Reference Architecture: Building your Hybrid Cloud with vCAC, vCHS and NSX

Introduction:

In this blog post, I will try to provide a practical approach to building your first hybrid cloud using various VMware solutions and services. In a nutshell, we will use vSphere for the private/on-prem cloud while we will be leveraging the vCloud Hybrid Service (vCHS) for the public/off-prem cloud. We will then bridge both clouds with a VPN tunnel using NSX (or vCNS, whichever applicable to you). Last but definitely not least, we will stand a vCloud Automation Center (vCAC) as an abstracted layer above these two clouds for automation and policy-based provisioning of workloads in a true hybrid cloud model.

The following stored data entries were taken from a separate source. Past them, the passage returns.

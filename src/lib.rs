// Core infrastructure modules
pub mod config;
pub mod core;

// Scenario and escape-hatch modules
pub mod demo;
pub mod unchecked;

#[cfg(test)]
mod test_utils;

pub use crate::config::{load_config, Config, DataSource};
pub use crate::core::db::{
    CancelHandle, ColumnInfo, Database, ExecResult, FromRow, FromValue, Row, RowSet, Sql,
    Statement, StatementType, Timestamp, Transaction, TransactionBehavior, TransactionState, Value,
};
pub use crate::core::{Operation, Result, SafeSqlError};
pub use rusqlite::{params, ToSql};
//! Unchecked execution of runtime-built SQL text.
//!
//! These functions accept text assembled at runtime, for example by
//! concatenating user input into a statement. They reproduce SQL injection:
//! a value such as `admin' --` rewrites the statement it is pasted into.
//! Use the `Database` methods with bound parameters for anything else.
use tracing::warn;

use crate::core::db::{Database, ExecResult, Row};
use crate::core::Result;

/// Runs runtime-built query text and collects the rows.
pub fn query_concatenated(db: &Database, text: &str) -> Result<Vec<Row>> {
    warn!(sql = text, "Running concatenated SQL text without bound parameters");
    db.raw_executor().query_text(text, &[], |rows| {
        let mut out = Vec::new();
        while let Some(row) = rows.next_row()? {
            out.push(row);
        }
        Ok(out)
    })
}

/// Executes runtime-built statement text.
pub fn exec_concatenated(db: &Database, text: &str) -> Result<ExecResult> {
    warn!(sql = text, "Executing concatenated SQL text without bound parameters");
    db.raw_executor().exec_text(text, &[])
}
//! Artifact registries.
//!
//! This module provides:
//! - [`Registry`]: a configured registry bound to one environment's image path
//! - [`TagLister`]: tag listing over the OCI distribution API
//! - [`RegistryVersionResolver`]: next-version negotiation against the default registry
//!
//! Version negotiation is read-only. Two concurrent runs for the same image
//! path can compute the same next version; the later push overwrites the
//! earlier image.

pub mod version;

pub use version::{is_version_tag, next_version, parse_tag, VersionParseError, INITIAL_VERSION};

use std::path::Path;
use std::sync::Arc;
use std::time::Duration;

use async_trait::async_trait;
use reqwest::Client;
use serde::Deserialize;
use thiserror::Error;

use crate::config::{RegistryConfig, Settings, DEFAULT_REGISTRY};
use crate::logging::LogSink;

/// Errors from registry HTTP calls.
#[derive(Debug, Error)]
pub enum RegistryError {
    #[error("Registry request failed: {0}")]
    Http(#[from] reqwest::Error),

    #[error("Registry returned HTTP {status} for {url}")]
    Status { status: u16, url: String },

    #[error("Invalid registry URL '{0}'")]
    InvalidUrl(String),
}

/// A configured registry bound to an environment's image path.
#[derive(Clone)]
pub struct Registry {
    /// Configuration key of this registry.
    pub key: String,
    pub url: String,
    pub username: String,
    pub password: String,
    image_path: String,
}

impl std::fmt::Debug for Registry {
    fn fmt(&self, f: &mut std::fmt::Formatter<'_>) -> std::fmt::Result {
        f.debug_struct("Registry")
            .field("key", &self.key)
            .field("url", &self.url)
            .field("image_path", &self.image_path)
            .finish()
    }
}

impl Registry {
    /// Binds registry `key` to the image path derived from `env_name`.
    pub fn new(key: impl Into<String>, config: &RegistryConfig, env_name: &str) -> Self {
        Self {
            key: key.into(),
            url: config.url.clone(),
            username: config.username.clone(),
            password: config.password.clone(),
            image_path: image_path(env_name),
        }
    }

    /// Every configured registry, in configuration key order.
    pub fn all(settings: &Settings, env_name: &str) -> Vec<Self> {
        settings
            .artifacts
            .registries
            .iter()
            .map(|(key, config)| Self::new(key, config, env_name))
            .collect()
    }

    /// The registry used for version negotiation and module files.
    pub fn default_for(settings: &Settings, env_name: &str) -> Result<Self, crate::config::ConfigError> {
        settings
            .default_registry()
            .map(|config| Self::new(DEFAULT_REGISTRY, config, env_name))
    }

    /// Image path relative to the registry URL.
    pub fn image_path(&self) -> &str {
        &self.image_path
    }

    /// Full image URL without a tag.
    pub fn image_url(&self) -> String {
        format!("{}/{}", self.url.trim_end_matches('/'), self.image_path)
    }

    /// Image reference for `version`.
    pub fn image_ref(&self, version: &str) -> String {
        format!("{}:{}", self.image_url(), version)
    }

    /// The distribution API endpoint listing tags of this image.
    ///
    /// `http://` registries are queried over plain HTTP; every other scheme
    /// (`oras://`, `docker://`, none) over HTTPS.
    pub fn tags_endpoint(&self) -> Result<String, RegistryError> {
        let url = self.image_url();
        let (scheme, rest) = match url.split_once("://") {
            Some(("http", rest)) => ("http", rest),
            Some((_, rest)) => ("https", rest),
            None => ("https", url.as_str()),
        };
        let (host, repository) = rest
            .split_once('/')
            .ok_or_else(|| RegistryError::InvalidUrl(url.clone()))?;
        if host.is_empty() || repository.is_empty() {
            return Err(RegistryError::InvalidUrl(url.clone()));
        }
        Ok(format!("{}://{}/v2/{}/tags/list", scheme, host, repository))
    }
}

/// Derives the image path from an environment name.
///
/// Parent components are joined with `-`, so `users/alice/env` becomes
/// `users-alice/env` and `env` stays `env`.
pub fn image_path(env_name: &str) -> String {
    let path = Path::new(env_name.trim());
    let last = path
        .file_name()
        .map(|n| n.to_string_lossy().into_owned())
        .unwrap_or_default();
    let parents: Vec<String> = path
        .parent()
        .map(|p| {
            p.components()
                .filter_map(|c| match c {
                    std::path::Component::Normal(part) => Some(part.to_string_lossy().into_owned()),
                    _ => None,
                })
                .collect()
        })
        .unwrap_or_default();

    if parents.is_empty() {
        last
    } else {
        format!("{}/{}", parents.join("-"), last)
    }
}

/// Lists the tags of an image.
#[async_trait]
pub trait TagLister: Send + Sync {
    async fn list_tags(&self, registry: &Registry) -> Result<Vec<String>, RegistryError>;
}

#[derive(Debug, Deserialize)]
struct TagList {
    #[serde(default)]
    tags: Option<Vec<String>>,
}

/// Tag listing over the OCI distribution API.
#[derive(Debug, Clone)]
pub struct HttpTagLister {
    client: Client,
}

impl HttpTagLister {
    pub fn new() -> Self {
        Self {
            client: Client::builder()
                .timeout(Duration::from_secs(30))
                .build()
                .unwrap_or_else(|_| Client::new()),
        }
    }
}

impl Default for HttpTagLister {
    fn default() -> Self {
        Self::new()
    }
}

#[async_trait]
impl TagLister for HttpTagLister {
    async fn list_tags(&self, registry: &Registry) -> Result<Vec<String>, RegistryError> {
        let url = registry.tags_endpoint()?;
        let mut request = self
            .client
            .get(&url)
            .header("User-Agent", "envforge/0.1")
            .header("Accept", "application/json");
        if !registry.username.is_empty() {
            request = request.basic_auth(&registry.username, Some(&registry.password));
        }

        let response = request.send().await?;
        if !response.status().is_success() {
            return Err(RegistryError::Status {
                status: response.status().as_u16(),
                url,
            });
        }

        let list: TagList = response.json().await?;
        Ok(list.tags.unwrap_or_default())
    }
}

/// Computes the next image version against a registry.
#[derive(Clone)]
pub struct RegistryVersionResolver {
    lister: Arc<dyn TagLister>,
}

impl RegistryVersionResolver {
    pub fn new(lister: Arc<dyn TagLister>) -> Self {
        Self { lister }
    }

    /// Resolver backed by [`HttpTagLister`].
    pub fn http() -> Self {
        Self::new(Arc::new(HttpTagLister::new()))
    }

    /// Returns the next version for `registry`'s image path.
    ///
    /// An unreachable registry behaves like one without tags; the failure is
    /// written to the run log.
    pub async fn next_version(&self, registry: &Registry, sink: &LogSink) -> String {
        let tags = match self.lister.list_tags(registry).await {
            Ok(tags) => tags,
            Err(e) => {
                sink.warn(&format!(
                    "tag listing for {} ({}) failed, assuming no tags: {}",
                    registry.image_url(),
                    registry.key,
                    e
                ));
                Vec::new()
            }
        };
        next_version(&tags)
    }
}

This is not going to be a detailed how-to guide, but rather an architecture discussion with some good practices that I have seen from my real-world experience in the field. The important thing to note also is that everything you will read in this post has been tested and proven to work.

The Architecture:


 

As you see in the architecture diagram above, we have four main areas to look at. Starting from the bottom-up, we have NSX for vSphere running a site-to-site VPN tunnel with an Edge Gateway on vCHS. This is to bridge the communication between the two clouds. I will explain why in just a bit. Next, we have on the left the traditional vSphere infrastructure where NSX is connected to. On the right side we have our Virtual Private Cloud (VPC) on vCHS. The latter could be also a Dedicate Cloud on vCHS depending on your business requirements. Lastly, and at the top of the architecture, you can find vCAC as a one single entry to this hybrid cloud with policy based configurations mapped to your business groups. Now let’s examine all that in details.

The Business Driver:

Before we take a technical deep dive into all these components, let us stop first for a moment to understand the business driver behind this architecture. It is important to note here that I did not base this solution on a fictitious scenario. This is a real-word requirement from one of my large customers in the financial sector. Their main challenge is that they cannot predict the timing and the size of new projects that require from IT to provide compute resources for. Another challenge is that these requirements are very dynamic in nature that their Operations team cannot handle using the traditional VM provisioning on vSphere. These projects run through three main phases: Test/Dev, UAT and Production. The second and third phases could be handled internally since the Ops team will have the time and exact requirements to plan for. It is the first phase that is unpredictable and require the greatest amount of agility to respond to. These Test/Dev VMs are not an isolated type of workloads that can be just spun up on any public cloud. The customer needs to have a communication back and forth to internal infrastructure services (like AD, DNS, DB, Antivirus ..etc) or even corp apps/databases that cannot be hosted off-prem. Lastly, The templates used to spin up these workloads in phase one must be based on internally maintained corp images not those that are available on the public cloud.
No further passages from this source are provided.